AUA 2018: Complications following 1053 Percutaneous Core Renal Mass Biopsies: Risk Factors and Safety Assessment

San Francisco, CA (UroToday.com) Percutaneous renal mass biopsy (RMB) is an effective diagnostic tool. Although morbidity of RMB is generally minimal, few studies have investigated risk factors and safety, and complications. The purpose of this project was to evaluate patient, tumor, and technical factors associated with procedural complications following RMB.  Consecutive patients treated with percutaneous core RMB from 2003-2017 were included in this analysis. According to the trial protocol, RMB was performed with an INR up to 2.0, platelets > 25,000 and continuation of aspirin (ASA) therapy. Complications within 30 days were graded using the Clavien-Dindo classification system.



Logistic regression analysis evaluated associations between complications and: age, gender, body mass index (BMI), Charlson Comorbidity Index (CCI), smoking status, pre-procedure labs (platelets, INR, hemoglobin), ASA, blood pressure during procedure, tumor diameter, Nephrometry score, biopsy needle size, US vs. CT guidance, number of needle passes, presence of trainees, and the radiologist’s prior experience.  

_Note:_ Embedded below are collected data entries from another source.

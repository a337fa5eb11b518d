//! ProtocolExecutor - routes qualified command names to server tools
//!
//! `github_search_code` runs tool `search_code` on connection `github` when
//! `github` is a configured connection. Anything else goes to the fallback
//! executor.

use std::sync::Arc;

use anyhow::{bail, Context, Result};
use async_trait::async_trait;
use cmdmux_core::{CommandExecutor, CommandOutput, CommandPayload};
use cmdmux_mcp::{resolve_qualified_name, ProtocolClient};
use serde_json::{json, Value};
use tracing::debug;

/// Exit code for a tool result flagged `isError`
pub const TOOL_ERROR_EXIT_CODE: i32 = 1;

pub struct ProtocolExecutor {
    client: ProtocolClient,
    fallback: Option<Arc<dyn CommandExecutor>>,
}

impl ProtocolExecutor {
    pub fn new(client: ProtocolClient, fallback: Option<Arc<dyn CommandExecutor>>) -> Self {
        Self { client, fallback }
    }

    /// Split `name` into (server, tool) if it names a tool of a configured server
    pub fn route<'a>(&self, name: &'a str) -> Option<(&'a str, &'a str)> {
        let (server, tool) = resolve_qualified_name(name)?;
        self.client.status(server)?;
        Some((server, tool))
    }
}

#[async_trait]
impl CommandExecutor for ProtocolExecutor {
    async fn execute(&self, payload: CommandPayload) -> Result<CommandOutput> {
        if let Some((server, tool)) = self.route(&payload.name) {
            debug!(server = %server, tool = %tool, "[ProtocolExecutor] Routing command to server");
            let arguments = match &payload.params {
                Value::Null => json!({}),
                params => params.clone(),
            };
            let result = self
                .client
                .call_tool(server, tool, arguments)
                .await
                .with_context(|| format!("tool call '{}' failed", payload.name))?;

            let text = result.text();
            return Ok(if result.is_error {
                CommandOutput::failure(text, TOOL_ERROR_EXIT_CODE)
            } else {
                CommandOutput::success(text)
            });
        }

        match &self.fallback {
            Some(fallback) => fallback.execute(payload).await,
            None => bail!("no executor for command '{}'", payload.name),
        }
    }
}
#![no_main]
use libfuzzer_sys::fuzz_target;

fuzz_target!(|data: &[u8]| {
    let Ok(text) = std::str::from_utf8(data) else {
        return;
    };
    let Ok(config) = serde_yaml::from_str::<helios::Config>(text) else {
        return;
    };

    // Anything that validates must yield usable thresholds and a night window
    if config.validate().is_ok() {
        let t = helios::thresholds::compute(&config.electrical).unwrap();
        assert!(t.off_w <= t.on_w);
        assert!(config.sampling.buffer_capacity() >= 1);
        helios::night::NightWindow::parse(&config.night_mode.start, &config.night_mode.end)
            .unwrap();
    }
});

Of 1155 patients undergoing biopsy (Figure 1), 24 (2.2%) patients had procedural complications including: symptomatic hematomas 6 (0.6%), gross hematuria 8 (0.8%), severe pain 4 (0.4%), UTI 4 (0.4%) and one patient each with hypotension, pseudoaneurysm and urinary retention. Major complications (Clavien 3a) were identified in 5 (0.5%) patients and 11 (1.0%) were admitted to the hospital. No patients had tumor seeding from the biopsy. Age, BMI, gender, CCI, smoking status, platelet count, INR, hemoglobin, and blood pressure were not associated with complications (p=0.48, 0.09, 0.10, 0.33, 0.47, 0.16, 0.41, 0.46, 0.30). No associations were identified with complications and tumor diameter, Nephrometry score, needle size, type of radiologic guidance, or number of needle passes (p=0.30, 0.18, 1.0, 0.27, 0.10). RMB was performed in 401 (38%) patients on Aspirin and 51 (4.8%) with INR > upper limit normal. Risk was not increased in patients on aspirin or for patients with INR 1.3-2.0, p=0.23 and 0.41, respectively. Trainee presence did not increase complication rate, p=0.24. Twelve radiologists performed at least 50 RMB, median 83 (range 54-136) (Figure 2). Complications rates ranged from 0-2.3%, but no difference was identified between the most and least experienced radiologists, p=0.21. Risk was not increased during radiologist’s first 50 cases, p=0.23.  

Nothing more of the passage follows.